Kenneth Tynan, who spoke of the play as a citadel, a pyramid, a labyrinth, and an Alp, said of the part that it must embody not only grief and rage but fire and flood and earth and air: “And to play the last unearthly act Lear must land, as it were, by parachute on the top of Parnassus. Mountaineering, however dogged, will not take him there.” But mountaineering is Holm’s habit, a kind of minimalism that another Kenneth, the cheeky Branagh, has characterized as “Anything you can do I can do less of.” And to greater effect, I say: When he arrives at the last act, with so much meat on the little wheeled wagon, he’s earned every one of his five “nevers.” Never mind that Edmund, played by Finbar Lynch as a Tim Roth serial killer, is unworthy of breathing the same blue air, nor that I like Barbara Flynn so much I’m sorry she got stuck as the murderous and suicidal Goneril. Holm looks up over our shoulder, where we may presume Cordelia’s starry soul resides, instead of down, where her body has been dumped with the rest of them.

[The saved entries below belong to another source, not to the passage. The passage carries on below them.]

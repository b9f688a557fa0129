//! Render tree produced by the composition engine.
//!
//! A markup-agnostic hierarchy of typed nodes. Each node has a kind with
//! kind-specific attributes, the class identifiers it carries, and its
//! children in document order. Nodes carry data only; turning them into
//! HTML is [`crate::render`]'s job (or the host's).
//!
//! ```text
//! container
//! └── wrapper
//!     └── figure
//!         ├── link            (optional)
//!         │   └── picture     (responsive) / image (plain)
//!         └── caption         (optional)
//!             └── caption-text
//! ```

use crate::config::LoadingMode;
use crate::resolve::FetchPriority;
use serde::Serialize;

/// Target window of a link.
#[derive(Debug, Clone, Copy, PartialEq, Eq, Serialize)]
pub enum LinkWindow {
    #[serde(rename = "_self")]
    SameTab,
    #[serde(rename = "_blank")]
    NewTab,
}

impl LinkWindow {
    pub fn as_attr(self) -> &'static str {
        match self {
            LinkWindow::SameTab => "_self",
            LinkWindow::NewTab => "_blank",
        }
    }
}

/// Attributes of the inline image element.
#[derive(Debug, Clone, PartialEq, Eq, Serialize)]
pub struct ImageAttrs {
    pub src: String,
    pub alt: String,
    #[serde(skip_serializing_if = "Option::is_none")]
    pub width: Option<u32>,
    #[serde(skip_serializing_if = "Option::is_none")]
    pub height: Option<u32>,
    pub loading: LoadingMode,
    #[serde(skip_serializing_if = "Option::is_none")]
    pub fetch_priority: Option<&'static str>,
}

impl ImageAttrs {
    pub(crate) fn with_priority(mut self, priority: FetchPriority) -> Self {
        self.fetch_priority = priority.as_attr();
        self
    }
}

#[derive(Debug, Clone, PartialEq, Eq, Serialize)]
#[serde(tag = "type", rename_all = "kebab-case")]
pub enum NodeKind {
    Container,
    Wrapper {
        #[serde(skip_serializing_if = "Option::is_none")]
        background: Option<String>,
    },
    Figure {
        #[serde(skip_serializing_if = "Option::is_none")]
        background: Option<String>,
    },
    Link {
        href: String,
        target: LinkWindow,
    },
    /// Responsive media: `source` children followed by the fallback `image`.
    Picture,
    Source {
        srcset: String,
        media: String,
        #[serde(skip_serializing_if = "Option::is_none")]
        width: Option<u32>,
        #[serde(skip_serializing_if = "Option::is_none")]
        height: Option<u32>,
    },
    Image(ImageAttrs),
    Caption,
    CaptionText {
        text: String,
    },
}

impl NodeKind {
    pub fn name(&self) -> &'static str {
        match self {
            NodeKind::Container => "container",
            NodeKind::Wrapper { .. } => "wrapper",
            NodeKind::Figure { .. } => "figure",
            NodeKind::Link { .. } => "link",
            NodeKind::Picture => "picture",
            NodeKind::Source { .. } => "source",
            NodeKind::Image(_) => "image",
            NodeKind::Caption => "caption",
            NodeKind::CaptionText { .. } => "caption-text",
        }
    }

    /// Structural nodes are the ones that carry slot classes.
    pub fn is_structural(&self) -> bool {
        matches!(
            self,
            NodeKind::Container
                | NodeKind::Wrapper { .. }
                | NodeKind::Figure { .. }
                | NodeKind::Image(_)
                | NodeKind::Caption
                | NodeKind::CaptionText { .. }
        )
    }
}

#[derive(Debug, Clone, PartialEq, Eq, Serialize)]
pub struct Node {
    #[serde(flatten)]
    pub kind: NodeKind,
    #[serde(skip_serializing_if = "Vec::is_empty")]
    pub classes: Vec<String>,
    #[serde(skip_serializing_if = "Vec::is_empty")]
    pub children: Vec<Node>,
}

impl Node {
    pub fn new(kind: NodeKind) -> Self {
        Self {
            kind,
            classes: Vec::new(),
            children: Vec::new(),
        }
    }

    pub fn with_classes(mut self, classes: Vec<String>) -> Self {
        self.classes = classes;
        self
    }

    pub fn with_child(mut self, child: Node) -> Self {
        self.children.push(child);
        self
    }

    pub fn with_children(mut self, children: impl IntoIterator<Item = Node>) -> Self {
        self.children.extend(children);
        self
    }

    /// Depth-first, pre-order walk over this node and its descendants.
    pub fn walk(&self) -> Vec<&Node> {
        let mut out = Vec::new();
        walk_recursive(self, &mut out);
        out
    }
}

fn walk_recursive<'a>(node: &'a Node, out: &mut Vec<&'a Node>) {
    out.push(node);
    for child in &node.children {
        walk_recursive(child, out);
    }
}

fn path_recursive<'a>(
    node: &'a Node,
    pred: &dyn Fn(&Node) -> bool,
    path: &mut Vec<&'a Node>,
) -> bool {
    path.push(node);
    if pred(node) {
        return true;
    }
    for child in &node.children {
        if path_recursive(child, pred, path) {
            return true;
        }
    }
    path.pop();
    false
}

/// The composed output: no root at all, or a single root node.
#[derive(Debug, Clone, Default, PartialEq, Eq, Serialize)]
#[serde(transparent)]
pub struct RenderTree {
    root: Option<Node>,
}

impl RenderTree {
    pub fn empty() -> Self {
        Self { root: None }
    }

    pub fn with_root(root: Node) -> Self {
        Self { root: Some(root) }
    }

    pub fn is_empty(&self) -> bool {
        self.root.is_none()
    }

    pub fn root(&self) -> Option<&Node> {
        self.root.as_ref()
    }

    /// Every node, pre-order. Empty for an empty tree.
    pub fn nodes(&self) -> Vec<&Node> {
        self.root.as_ref().map(Node::walk).unwrap_or_default()
    }

    /// First node (pre-order) matching `pred`.
    pub fn find(&self, pred: impl Fn(&Node) -> bool) -> Option<&Node> {
        self.nodes().into_iter().find(|&n| pred(n))
    }

    /// Nodes from the root down to the first node matching `pred`, inclusive.
    pub fn path_to(&self, pred: impl Fn(&Node) -> bool) -> Option<Vec<&Node>> {
        let root = self.root.as_ref()?;
        let mut path = Vec::new();
        path_recursive(root, &pred, &mut path).then_some(path)
    }
}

This is where I should tell you what director Richard Eyre has scissored out of the sacred text to adapt his 1997 Royal National Theatre production into a two-and-a-half-hour TV movie. But that’s not the sort of attention I was paying. If there is more lyricism than Peter Brook was willing to put up with, Lear remains the most pessimistic of Shakespeare’s plays, and maybe the most hopeless of all great tragedies. Not much purgative pity and terror here; nor justice; nor mercy. There are too many villains, too much piling on of grotesqueries, and an excess of animal references (133 of them, to 64 different creatures, by Lionel Trilling’s count). After so many zigs and zags – “as a serpent moves,” wrote Coleridge of Shakespeare, “which makes a fulcrum of its own body, and seems forever twisting and untwisting its own strength” – just when things seem at last to be working out, the roof falls down, the floor caves in, and Cordelia is hanged. It’s almost gratuitous, like Beckett. If, famously, we are to the gods as flies to wanton boys and they kill us for their sport, well, isn’t the wanton playwright playing God?
And yet, as always in Shakespeare, once launched, we are plunged headlong into slambang, the crashing-about and the deep drop, through lunacy and desolation, in gloriously symphonic language. Who then cares whether the old man should have divided his kingdom in the first place, or if Cordelia’s refusing to sign a loyalty oath was somehow prissy, or if we really need the clumsy and redundant Gloucester subplot, or if Edgar makes any sense? The mind at the end of its tether bares its teeth at all attachments and tears itself. In the bare ruined choirs of this production – floorwalkers, gymnasts, and gangsters; medieval armor, World War I infantry helmets, Batman masks, turtlenecks, and Mao tunics; torchlight, shadows, and, as in Bergman’s Seventh Seal, geometric chessboard space – suffering holds all of us accountable. “Only the very greatest art,” wrote Iris Murdoch somewhere, “invigorates without consoling.”